SUPPLIED INFORMATION:

════════

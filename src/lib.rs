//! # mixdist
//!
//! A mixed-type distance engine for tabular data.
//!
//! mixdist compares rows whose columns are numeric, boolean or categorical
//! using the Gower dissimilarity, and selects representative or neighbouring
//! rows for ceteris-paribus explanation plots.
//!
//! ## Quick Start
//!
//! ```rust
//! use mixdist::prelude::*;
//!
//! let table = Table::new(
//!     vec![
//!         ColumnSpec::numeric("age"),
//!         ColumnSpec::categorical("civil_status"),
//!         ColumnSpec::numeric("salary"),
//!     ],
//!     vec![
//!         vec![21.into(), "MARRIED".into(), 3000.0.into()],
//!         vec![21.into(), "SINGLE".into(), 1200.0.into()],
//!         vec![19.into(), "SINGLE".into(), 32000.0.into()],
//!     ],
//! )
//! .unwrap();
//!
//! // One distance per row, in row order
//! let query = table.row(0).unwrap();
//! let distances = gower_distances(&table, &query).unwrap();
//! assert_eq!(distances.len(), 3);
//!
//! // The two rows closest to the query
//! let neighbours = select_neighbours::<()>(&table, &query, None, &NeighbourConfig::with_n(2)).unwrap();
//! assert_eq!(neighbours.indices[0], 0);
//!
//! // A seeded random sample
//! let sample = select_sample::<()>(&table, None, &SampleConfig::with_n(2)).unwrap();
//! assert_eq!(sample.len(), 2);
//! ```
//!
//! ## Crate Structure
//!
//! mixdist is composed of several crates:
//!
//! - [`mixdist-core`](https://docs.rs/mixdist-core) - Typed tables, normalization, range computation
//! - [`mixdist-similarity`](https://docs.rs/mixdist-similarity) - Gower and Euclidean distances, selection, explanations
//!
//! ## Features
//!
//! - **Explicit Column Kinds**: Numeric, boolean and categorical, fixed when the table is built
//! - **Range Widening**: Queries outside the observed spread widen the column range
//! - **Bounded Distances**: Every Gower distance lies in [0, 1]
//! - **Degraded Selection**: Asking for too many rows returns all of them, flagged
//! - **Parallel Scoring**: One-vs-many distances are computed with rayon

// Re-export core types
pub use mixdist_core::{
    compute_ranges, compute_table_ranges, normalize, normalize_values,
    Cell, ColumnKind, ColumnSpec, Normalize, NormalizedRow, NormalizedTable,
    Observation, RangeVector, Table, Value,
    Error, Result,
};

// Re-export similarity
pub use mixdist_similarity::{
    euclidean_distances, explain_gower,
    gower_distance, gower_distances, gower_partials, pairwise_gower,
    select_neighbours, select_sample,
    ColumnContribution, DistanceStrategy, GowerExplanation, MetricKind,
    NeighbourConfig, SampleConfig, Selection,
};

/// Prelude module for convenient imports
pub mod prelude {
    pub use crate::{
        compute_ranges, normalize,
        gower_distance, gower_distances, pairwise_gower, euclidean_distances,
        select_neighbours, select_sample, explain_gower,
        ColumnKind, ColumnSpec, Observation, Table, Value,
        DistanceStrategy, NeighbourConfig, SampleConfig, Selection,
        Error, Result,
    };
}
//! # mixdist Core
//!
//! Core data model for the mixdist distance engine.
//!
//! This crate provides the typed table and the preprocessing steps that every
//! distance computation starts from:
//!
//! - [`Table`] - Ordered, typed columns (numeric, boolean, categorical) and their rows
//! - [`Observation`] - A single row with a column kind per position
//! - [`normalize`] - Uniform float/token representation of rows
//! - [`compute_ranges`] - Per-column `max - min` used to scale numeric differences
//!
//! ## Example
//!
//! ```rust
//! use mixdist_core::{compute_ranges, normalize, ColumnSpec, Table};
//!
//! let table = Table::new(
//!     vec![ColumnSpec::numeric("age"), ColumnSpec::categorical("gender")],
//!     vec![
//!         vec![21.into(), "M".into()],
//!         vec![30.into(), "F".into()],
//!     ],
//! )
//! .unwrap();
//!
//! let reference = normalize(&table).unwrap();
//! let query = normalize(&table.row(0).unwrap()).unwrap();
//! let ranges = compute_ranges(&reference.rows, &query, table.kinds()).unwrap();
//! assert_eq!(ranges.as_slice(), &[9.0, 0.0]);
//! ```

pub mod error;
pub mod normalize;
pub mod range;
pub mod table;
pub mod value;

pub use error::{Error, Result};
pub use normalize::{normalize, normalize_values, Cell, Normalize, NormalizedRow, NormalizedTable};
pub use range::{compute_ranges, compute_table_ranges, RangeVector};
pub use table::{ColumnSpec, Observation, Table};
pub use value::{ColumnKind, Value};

════════

INSTRUCTIONS TO FOLLOW: In the records above, find every line with the word "into" and copy it.

OUTPUT FOR THIS TASK:
//!         vec![21.into(), "MARRIED".into(), 3000.0.into()],
//!         vec![21.into(), "SINGLE".into(), 1200.0.into()],
//!         vec![19.into(), "SINGLE".into(), 32000.0.into()],
//!         vec![21.into(), "M".into()],
//!         vec![30.into(), "F".into()],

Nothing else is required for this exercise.